Valérie Dréville, mai 2017 © Jean-Louis Fernandez

Valérie Dréville J’ai vraiment découvert à quel point le corps était premier. Et ça, c’est une découverte immense. Jean-René Lemoine Et cela t’est apparu plus fortement à la reprise du spectacle ? Valérie Dréville La première fois, c’était plus intuitif. On a travaillé plus sur le contenu. Plus d’une manière que, d’une certaine façon, je connaissais. Pas dans l’analyse, parce que Vassiliev a toujours une analyse inhabituelle ; mais dans le processus du travail, c’était quelque chose de plus connu… Là, dans cette deuxième version, on est vraiment passés à travers le son.

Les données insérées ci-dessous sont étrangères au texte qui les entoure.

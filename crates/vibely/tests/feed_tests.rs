//! Feed view reconciliation tests against the in-memory broker and backend

mod common;

use serde_json::json;
use std::time::Duration;

use common::{ids, post, setup, wait_until};
use vibely::error::Error;
use vibely::event::{ChannelMessage, PushEvent};
use vibely::model::{PostDraft, PostPatch};
use vibely::types::{Patch, PostId};
use vibely::ViewState;
use vibely_memory_backend::Op;

fn publish(env: &common::TestEnv, event: PushEvent) {
	env.broker.publish_event("feed", &event).expect("publish event");
}

/// Publish a marker item and wait for `view` to show it, so that every
/// earlier event has been delivered
async fn sync_view(env: &common::TestEnv, view: &vibely::ViewController, marker: &str) {
	publish(env, PushEvent::ItemCreated(post(marker, "u3")));
	let id = PostId::from(marker);
	wait_until(marker, || view.get(&id).is_some()).await;
}

#[tokio::test]
async fn test_reconciliation_scenario() {
	let env = setup();
	env.backend.insert_post(post("2", "u2"));
	env.backend.insert_post(post("1", "u2"));
	env.client.login("u1").await;

	let view = env.client.open_feed();
	view.load().await.expect("load");
	assert_eq!(ids(&view.items()), vec!["1", "2"]);

	publish(&env, PushEvent::ItemCreated(post("3", "u2")));
	wait_until("created", || view.len() == 3).await;
	assert_eq!(ids(&view.items()), vec!["3", "1", "2"]);

	publish(&env, PushEvent::ItemUpdated(post("1", "u2").with_content("x")));
	wait_until("updated", || view.get(&"1".into()).and_then(|p| p.content).as_deref() == Some("x")).await;
	assert_eq!(ids(&view.items()), vec!["3", "1", "2"]);

	publish(&env, PushEvent::ItemDeleted { id: "2".into() });
	wait_until("deleted", || view.len() == 2).await;
	assert_eq!(ids(&view.items()), vec!["3", "1"]);
	assert_eq!(view.items()[1].content.as_deref(), Some("x"));
}

#[tokio::test]
async fn test_idempotent_create_update_without_create_delete_absent() {
	let env = setup();
	env.client.login("u1").await;
	let view = env.client.open_feed();
	view.load().await.expect("load");
	assert!(view.is_empty());

	publish(&env, PushEvent::ItemCreated(post("p1", "u2")));
	publish(&env, PushEvent::ItemCreated(post("p1", "u2")));
	publish(&env, PushEvent::ItemUpdated(post("p9", "u2")));
	publish(&env, PushEvent::ItemDeleted { id: "p8".into() });
	sync_view(&env, &view, "marker").await;

	assert_eq!(ids(&view.items()), vec!["marker", "p1"]);
}

#[tokio::test]
async fn test_scope_filtering() {
	let env = setup();
	env.client.login("u1").await;
	let feed = env.client.open_feed();
	let author = env.client.open_author("u2");
	feed.load().await.expect("load feed");
	author.load().await.expect("load author");

	publish(&env, PushEvent::ItemCreated(post("by-u3", "u3")));
	publish(&env, PushEvent::ItemCreated(post("by-u2", "u2")));
	wait_until("feed has both", || feed.len() == 2).await;
	wait_until("author view has own", || author.len() == 1).await;

	assert_eq!(ids(&author.items()), vec!["by-u2"]);
	assert_eq!(ids(&feed.items()), vec!["by-u2", "by-u3"]);
}

#[tokio::test]
async fn test_events_dropped_while_loading() {
	let env = setup();
	env.backend.insert_post(post("p1", "u2"));
	env.backend.set_latency(Some(Duration::from_millis(100)));
	env.client.login("u1").await;
	let view = env.client.open_feed();

	let (res, ()) = tokio::join!(view.load(), async {
		tokio::time::sleep(Duration::from_millis(20)).await;
		publish(&env, PushEvent::ItemCreated(post("during-load", "u2")));
		publish(&env, PushEvent::ItemDeleted { id: "p1".into() });
	});
	res.expect("load");

	env.backend.set_latency(None);
	sync_view(&env, &view, "marker").await;
	assert_eq!(ids(&view.items()), vec!["marker", "p1"]);
}

#[tokio::test]
async fn test_malformed_event_does_not_affect_views() {
	let env = setup();
	env.client.login("u1").await;
	let view = env.client.open_feed();
	view.load().await.expect("load");

	env.broker.publish(ChannelMessage::new("feed", "item-created", json!({ "content": "no id" })));
	env.broker.publish(ChannelMessage::new("feed", "item-deleted", json!({ "id": "" })));
	env.broker.publish(ChannelMessage::new("feed", "typing", json!({})));
	sync_view(&env, &view, "marker").await;

	assert_eq!(ids(&view.items()), vec!["marker"]);
	assert!(env.client.channel().is_connected());
}

#[tokio::test]
async fn test_legacy_event_names() {
	let env = setup();
	env.client.login("u1").await;
	let view = env.client.open_feed();
	view.load().await.expect("load");

	env.broker.publish(ChannelMessage::new("feed", "new_post", json!({ "_id": "p1", "user": "u2" })));
	wait_until("legacy create", || view.len() == 1).await;

	env.broker.publish(ChannelMessage::new("feed", "post_deleted", json!({ "postId": "p1" })));
	wait_until("legacy delete", || view.is_empty()).await;
}

#[tokio::test]
async fn test_like_applies_result_and_echo() {
	let env = setup();
	env.client.login("u1").await;
	env.backend.login("u1");
	let seeded = env.backend.seed_post("u2", "hello");
	let view = env.client.open_feed();
	view.load().await.expect("load");

	let liked = view.like(&seeded.id).await.expect("like");
	assert!(liked.is_liked_by(&"u1".into()));
	assert_eq!(view.get(&seeded.id), Some(liked.clone()));

	// The push echo replaces with the same state
	sync_view(&env, &view, "marker").await;
	assert_eq!(view.get(&seeded.id), Some(liked));
	assert_eq!(view.len(), 2);
}

#[tokio::test]
async fn test_create_post_once_despite_echo() {
	let env = setup();
	env.client.login("u1").await;
	env.backend.login("u1");
	let view = env.client.open_feed();
	view.load().await.expect("load");

	let draft = PostDraft { content: Some("mine".into()), media: None };
	let created = view.create_post(draft).await.expect("create");
	assert_eq!(view.items()[0].id, created.id);

	sync_view(&env, &view, "marker").await;
	let count = view.items().iter().filter(|p| p.id == created.id).count();
	assert_eq!(count, 1);
}

#[tokio::test]
async fn test_comment_edit_and_delete_actions() {
	let env = setup();
	env.client.login("u1").await;
	env.backend.login("u1");
	let own = env.backend.seed_post("u1", "draft");
	let view = env.client.open_feed();
	view.load().await.expect("load");

	let commented = view.add_comment(&own.id, "first!").await.expect("comment");
	assert_eq!(view.get(&own.id).map(|p| p.comments.len()), Some(1));

	let comment_id = commented.comments[0].id.clone();
	view.delete_comment(&own.id, &comment_id).await.expect("delete comment");
	assert_eq!(view.get(&own.id).map(|p| p.comments.len()), Some(0));

	let patch = PostPatch { content: Patch::Value("final".into()), ..Default::default() };
	view.edit_post(&own.id, patch).await.expect("edit");
	assert_eq!(view.get(&own.id).and_then(|p| p.content).as_deref(), Some("final"));

	view.delete_post(&own.id).await.expect("delete");
	assert!(view.get(&own.id).is_none());
}

#[tokio::test]
async fn test_failed_action_leaves_view_unchanged() {
	let env = setup();
	env.client.login("u1").await;
	env.backend.login("u1");
	let seeded = env.backend.seed_post("u2", "hello");
	let view = env.client.open_feed();
	view.load().await.expect("load");
	let before = view.items();

	env.backend.fail_next(Op::Like);
	assert!(matches!(view.like(&seeded.id).await, Err(Error::ActionFailed(_))));
	assert_eq!(view.items(), before);

	// Not the author
	assert!(matches!(view.delete_post(&seeded.id).await, Err(Error::ActionFailed(_))));
	assert_eq!(view.items(), before);
}

#[tokio::test]
async fn test_failed_load_and_retry() {
	let env = setup();
	env.backend.insert_post(post("p1", "u2"));
	let view = env.client.open_feed();

	env.backend.fail_next(Op::FetchFeed);
	assert!(matches!(view.load().await, Err(Error::SnapshotLoadFailed(_))));
	assert!(matches!(view.state(), ViewState::Failed(_)));
	assert!(matches!(view.like(&"p1".into()).await, Err(Error::NotReady)));

	view.load().await.expect("retry");
	assert_eq!(view.state(), ViewState::Ready);
	assert_eq!(ids(&view.items()), vec!["p1"]);
}

#[tokio::test]
async fn test_closed_view_is_deregistered() {
	let env = setup();
	env.client.login("u1").await;
	let closed = env.client.open_feed();
	let open = env.client.open_feed();
	closed.load().await.expect("load");
	open.load().await.expect("load");
	assert_eq!(env.client.open_view_count(), 2);

	closed.close();
	assert_eq!(env.client.open_view_count(), 1);

	sync_view(&env, &open, "marker").await;
	assert!(closed.is_empty());
	assert!(matches!(closed.like(&"marker".into()).await, Err(Error::Cancelled)));

	drop(open);
	assert_eq!(env.client.open_view_count(), 0);
}

#[tokio::test]
async fn test_close_discards_late_snapshot() {
	let env = setup();
	env.backend.insert_post(post("p1", "u2"));
	env.backend.set_latency(Some(Duration::from_millis(100)));
	let view = env.client.open_feed();

	let (res, ()) = tokio::join!(view.load(), async {
		tokio::time::sleep(Duration::from_millis(10)).await;
		view.close();
	});

	assert!(matches!(res, Err(Error::Cancelled)));
	assert!(view.is_empty());
	assert_eq!(view.state(), ViewState::Loading);
}

#[tokio::test]
async fn test_views_watch_revisions() {
	let env = setup();
	env.client.login("u1").await;
	let view = env.client.open_feed();
	let mut changes = view.watch();
	view.load().await.expect("load");
	assert!(changes.has_changed().expect("view alive"));
	let _ = changes.borrow_and_update();

	publish(&env, PushEvent::ItemCreated(post("p1", "u2")));
	tokio::time::timeout(Duration::from_secs(2), changes.changed())
		.await
		.expect("change in time")
		.expect("view alive");
	assert_eq!(view.len(), 1);
}

// vim: ts=4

Et c’était plus ardu, plus physique. C’était comme un trek. Une montée. Avec tous les découragements que cela entraîne… … Mais j’ai à mon tour une question à te poser. Je reviens un peu en arrière. Tu m’as raconté que la première fois que tu as vu ma version de Médée, pendant un certain temps tu as pensé que tu ne pourrais pas aborder ce mythe… Qu’est-ce qui a précédé à l’écriture ? Quel a été ton processus ? Pourquoi Médée ? Pourquoi ce mythe ? Pourquoi ce monologue ? La différence entre nous, c’est que je n’ai pas écrit, ce n’est pas quelque chose qu’on partage.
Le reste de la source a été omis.